The Truth About Job Hopping

Ever thought about whether job hopping is a wise career move? If you’re old-fashioned like me, you probably concluded it wasn’t. But hold on – playing devil’s advocate here! Let me remind you of a Fast Company article I shared a while back. It claims that job hopping can actually enhance learning, performance, and loyalty. Wait, what?! Do Talent Acquisition leaders worldwide really believe in this concept?

Let’s break it down.

According to the article, switching jobs every three years is key for developing quick job-getting skills and ensuring career stability. But not everyone agrees. (It’s me, hi, I’m the problem! It’s me!)

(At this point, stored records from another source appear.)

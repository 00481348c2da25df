//! PostgreSQL 문서 저장소 구현.
//!
//! 모든 컬렉션을 하나의 `documents` 테이블에 JSONB로 저장합니다.
//! 동등 비교 필터는 JSONB 포함 연산자(`@>`)로 변환됩니다. 스칼라 필드
//! (`_id`, `email` 등)에 대해서는 정확한 동등 비교와 같습니다.

use std::time::Duration;

use async_trait::async_trait;
use secrecy::{ExposeSecret, SecretString};
use shop_core::{DatabaseConfig, DeleteResult, Document, InsertResult, UpdateResult, ID_FIELD};
use sqlx::postgres::{PgPool, PgPoolOptions};
use sqlx::types::Json;
use tracing::{debug, info, instrument};

use super::{ensure_id, upsert_seed, DocumentStore};
use crate::error::{DataError, Result};

/// 데이터베이스 연결 풀 래퍼.
#[derive(Clone)]
pub struct Database {
    pool: PgPool,
}

impl Database {
    /// 새로운 데이터베이스 연결 풀을 생성합니다.
    pub async fn connect(url: &SecretString, config: &DatabaseConfig) -> Result<Self> {
        info!("Connecting to database...");

        let pool = PgPoolOptions::new()
            .max_connections(config.max_connections)
            .acquire_timeout(Duration::from_secs(config.connect_timeout_secs))
            .connect(url.expose_secret())
            .await
            .map_err(|e| DataError::ConnectionError(e.to_string()))?;

        info!("Database connection established");

        Ok(Self { pool })
    }

    /// 기존 연결 풀에서 Database 인스턴스를 생성합니다.
    pub fn from_pool(pool: PgPool) -> Self {
        Self { pool }
    }

    /// 내부 연결 풀을 반환합니다.
    pub fn pool(&self) -> &PgPool {
        &self.pool
    }

    /// 데이터베이스 마이그레이션을 실행합니다.
    pub async fn migrate(&self) -> Result<()> {
        info!("Running database migrations...");

        sqlx::migrate!("../../migrations")
            .run(&self.pool)
            .await
            .map_err(|e| DataError::MigrationError(e.to_string()))?;

        info!("Migrations completed successfully");
        Ok(())
    }

    /// 데이터베이스 상태를 확인합니다.
    pub async fn health_check(&self) -> Result<()> {
        sqlx::query("SELECT 1")
            .execute(&self.pool)
            .await
            .map_err(|e| DataError::QueryError(e.to_string()))?;
        Ok(())
    }
}

/// PostgreSQL(JSONB) 기반 문서 저장소.
#[derive(Clone)]
pub struct PgDocumentStore {
    db: Database,
}

impl PgDocumentStore {
    pub fn new(db: Database) -> Self {
        Self { db }
    }

    /// 필터와 일치하는 첫 번째 문서의 ID.
    async fn first_matching_id(&self, collection: &str, filter: &Document) -> Result<Option<String>> {
        let id = sqlx::query_scalar::<_, String>(
            r#"
            SELECT id FROM documents
            WHERE collection = $1 AND body @> $2
            ORDER BY created_at, id
            LIMIT 1
            "#,
        )
        .bind(collection)
        .bind(Json(filter))
        .fetch_optional(self.db.pool())
        .await?;

        Ok(id)
    }
}

#[async_trait]
impl DocumentStore for PgDocumentStore {
    #[instrument(skip(self, filter))]
    async fn find(&self, collection: &str, filter: &Document) -> Result<Vec<Document>> {
        let rows = sqlx::query_scalar::<_, Json<Document>>(
            r#"
            SELECT body FROM documents
            WHERE collection = $1 AND body @> $2
            ORDER BY created_at, id
            "#,
        )
        .bind(collection)
        .bind(Json(filter))
        .fetch_all(self.db.pool())
        .await?;

        Ok(rows.into_iter().map(|Json(doc)| doc).collect())
    }

    #[instrument(skip(self, filter))]
    async fn find_one(&self, collection: &str, filter: &Document) -> Result<Option<Document>> {
        let row = sqlx::query_scalar::<_, Json<Document>>(
            r#"
            SELECT body FROM documents
            WHERE collection = $1 AND body @> $2
            ORDER BY created_at, id
            LIMIT 1
            "#,
        )
        .bind(collection)
        .bind(Json(filter))
        .fetch_optional(self.db.pool())
        .await?;

        Ok(row.map(|Json(doc)| doc))
    }

    #[instrument(skip(self, document))]
    async fn insert_one(&self, collection: &str, mut document: Document) -> Result<InsertResult> {
        let id = ensure_id(&mut document)?;

        sqlx::query(
            r#"
            INSERT INTO documents (collection, id, body)
            VALUES ($1, $2, $3)
            "#,
        )
        .bind(collection)
        .bind(&id)
        .bind(Json(&document))
        .execute(self.db.pool())
        .await?;

        debug!(collection, id = %id, "Inserted document");

        Ok(InsertResult {
            acknowledged: true,
            inserted_id: id,
        })
    }

    #[instrument(skip(self, filter, set))]
    async fn update_one(
        &self,
        collection: &str,
        filter: &Document,
        mut set: Document,
        upsert: bool,
    ) -> Result<UpdateResult> {
        set.remove(ID_FIELD);

        if let Some(id) = self.first_matching_id(collection, filter).await? {
            // 이미 같은 값을 가진 문서는 수정으로 세지 않음
            let modified = sqlx::query(
                r#"
                UPDATE documents
                SET body = body || $3
                WHERE collection = $1 AND id = $2 AND NOT (body @> $3)
                "#,
            )
            .bind(collection)
            .bind(&id)
            .bind(Json(&set))
            .execute(self.db.pool())
            .await?
            .rows_affected();

            return Ok(UpdateResult {
                acknowledged: true,
                matched_count: 1,
                modified_count: modified,
                upserted_id: None,
            });
        }

        if !upsert {
            return Ok(UpdateResult::unmatched());
        }

        let mut seed = upsert_seed(filter, &set);
        seed.remove(ID_FIELD);
        let inserted = self.insert_one(collection, seed).await?;

        Ok(UpdateResult {
            acknowledged: true,
            matched_count: 0,
            modified_count: 0,
            upserted_id: Some(inserted.inserted_id),
        })
    }

    #[instrument(skip(self, filter))]
    async fn delete_one(&self, collection: &str, filter: &Document) -> Result<DeleteResult> {
        let deleted = match self.first_matching_id(collection, filter).await? {
            Some(id) => sqlx::query("DELETE FROM documents WHERE collection = $1 AND id = $2")
                .bind(collection)
                .bind(&id)
                .execute(self.db.pool())
                .await?
                .rows_affected(),
            None => 0,
        };

        Ok(DeleteResult {
            acknowledged: true,
            deleted_count: deleted,
        })
    }

    async fn ping(&self) -> Result<()> {
        self.db.health_check().await
    }

    fn backend(&self) -> &'static str {
        "postgres"
    }
}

The truth is, that hiring managers often see job hoppers as a red flag. It might signal a lack of commitment or trouble sticking to a role. While some job hopping could be due to a bad company fit, relocation, etc, repeating the same pattern might make them question your decision-making.

Now, some of you might be thinking, “But Timmy, there’s more money in job hopping!” Well, let me not be the first to tell you, the grass isn’t always greener on the other side, right?

Looking back on my own experience, I hopped jobs early in my career, chasing an executive title. In hindsight, not my smartest move, maybe even my dumbest. Job hopping, as the article suggests, isn’t a one-size-fits-all solution.

Here’s the deal: Avoid job hopping. For every person that it helps, it will hurt ten others. Most hiring managers don’t like seeing a resume filled with short stints, raising doubts about your stability.

So, stuck in the job hopper cycle? How do you make it look better?

Bundle your projects under one consulting job, creating the illusion of a cohesive work history. Many IT folks are doing this as contingent workers, handling multiple projects under a single brand. It’s not perfect, but it makes your resume look better.

Job hopping isn’t the career move it’s made out to be. If your career feels stuck, make a change strategically. Most careers don’t stall in just 2-3 years.

2 thoughts on “The Truth About Job Hopping

  1. I’m a “millennial” and I’ve worked at the same company for over 9 years, in two different roles during that time. Unfortunately, a lot of people from my generation are given what I believe to be misguided advice that if you are not advancing within an organization every 3-4 years you should move on. Why do I disagree with this advice? Well, first of all, I wasn’t even efficient in my current role yet at year 3 because of that worldwide pandemic thing that happened. That threw such a wrench in so many things and hindered my growth and development in my role. My focus completely shifted for 18+ months to keeping up with the latest CDC guidelines, and making sure our office was properly sanitized, and making sure I communicated clearly with our leadership team and every single positive or exposed individual. Secondly, (and I count myself blessed due to this) I have found a company I love that works toward a mission I believe in. I appreciate the people I work with because they too value and live our mission, and I feel like an important member of a team. Why would I leave this organization? For more money? For a better title? This company has taken care of me thus far, and I believe they will continue to do so if I take care of them and continue to be a contributing member of my team. I say I consider myself blessed, because not all of my friends have been so lucky to find a place where they feel a sense of belonging early in their careers (I was 25.)

    From a recruiting perspective, job stints of 2 years or less have me more concerned than a stint of 3 years, and it may depend on the types of jobs they’ve had. Are they a young or inexperienced person who has only had “jobs” in order to get by, and now they’re ready to shift their focus and build a career? The people who have been in the workforce for a while and are making a change every 6 – 18 months are the ones that scare me. We have taken hiring risks on people who appeared to be job hoppers but were able to explain it away, or maybe the candidate made us believe they just had not had luck finding the right fit. I don’t think a single person that we had job hopping doubts about has ever made it to the 1 year mark. We will probably continue to take chances on them occasionally in hopes that they pan out, as long as they meet our qualifications, and we can meet their salary expectations.

  2. When I started my career in the mid 80’s, I was an 18-24 months and out type of gal. I go bored really easily in my jobs and thought the only way to continue to learn and grow is to change employers. I was wrong.

    I did learn a lot about a multitude of industries and jobs…I was a recruiter. But what I didn’t learn was how to stick around and grow WITH a company. I was able to use this experience to move into higher level roles and to earn more money, but the year I turned 30, I realized there was much more to life than money.

    I was a newlywed and a month after we got married in Indiana, we moved to Sault Ste. Marie for 3 years for a physician recruiting job. I was working too many hours at all times of the day and night and I rarely got to spend time with my husband. That was when I realized I needed some stability and structure in my next position.

    I moved into corporate recruiting and still love it.